(Stored data entries)
//! Read-through cache in front of a `VetRepository`, backed by moka.

use super::VetRepository;
use crate::error::AppError;
use crate::model::{Page, PageRequest, Vet};
use async_trait::async_trait;
use moka::future::Cache;
use std::sync::Arc;
use std::time::Duration;

/// Cache key: the full directory or one page of it.
#[derive(Clone, Copy, Debug, PartialEq, Eq, Hash)]
enum VetQuery {
    All,
    Page(PageRequest),
}

#[derive(Clone)]
pub struct CachedVetRepository {
    inner: Arc<dyn VetRepository>,
    all: Cache<VetQuery, Arc<Vec<Vet>>>,
    pages: Cache<VetQuery, Arc<Page<Vet>>>,
}

impl CachedVetRepository {
    pub fn new(inner: Arc<dyn VetRepository>, max_capacity: u64, ttl: Duration) -> Self {
        CachedVetRepository {
            inner,
            all: Cache::builder().max_capacity(max_capacity).time_to_live(ttl).build(),
            pages: Cache::builder().max_capacity(max_capacity).time_to_live(ttl).build(),
        }
    }

    pub fn invalidate_all(&self) {
        self.all.invalidate_all();
        self.pages.invalidate_all();
    }
}

#[async_trait]
impl VetRepository for CachedVetRepository {
    async fn find_vets(&self) -> Result<Vec<Vet>, AppError> {
        if let Some(cached) = self.all.get(&VetQuery::All).await {
            tracing::debug!("vets served from cache");
            return Ok(cached.as_ref().clone());
        }
        let vets = self.inner.find_vets().await?;
        self.all.insert(VetQuery::All, Arc::new(vets.clone())).await;
        Ok(vets)
    }

    async fn find_vets_page(&self, page: PageRequest) -> Result<Page<Vet>, AppError> {
        let key = VetQuery::Page(page);
        if let Some(cached) = self.pages.get(&key).await {
            tracing::debug!(page = page.number, "vet page served from cache");
            return Ok(cached.as_ref().clone());
        }
        let result = self.inner.find_vets_page(page).await?;
        self.pages.insert(key, Arc::new(result.clone())).await;
        Ok(result)
    }
}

# TASK DIRECTIONS
Lines with the word "Duration" in the data need counting; report the count alone.

# TASK ANSWER
2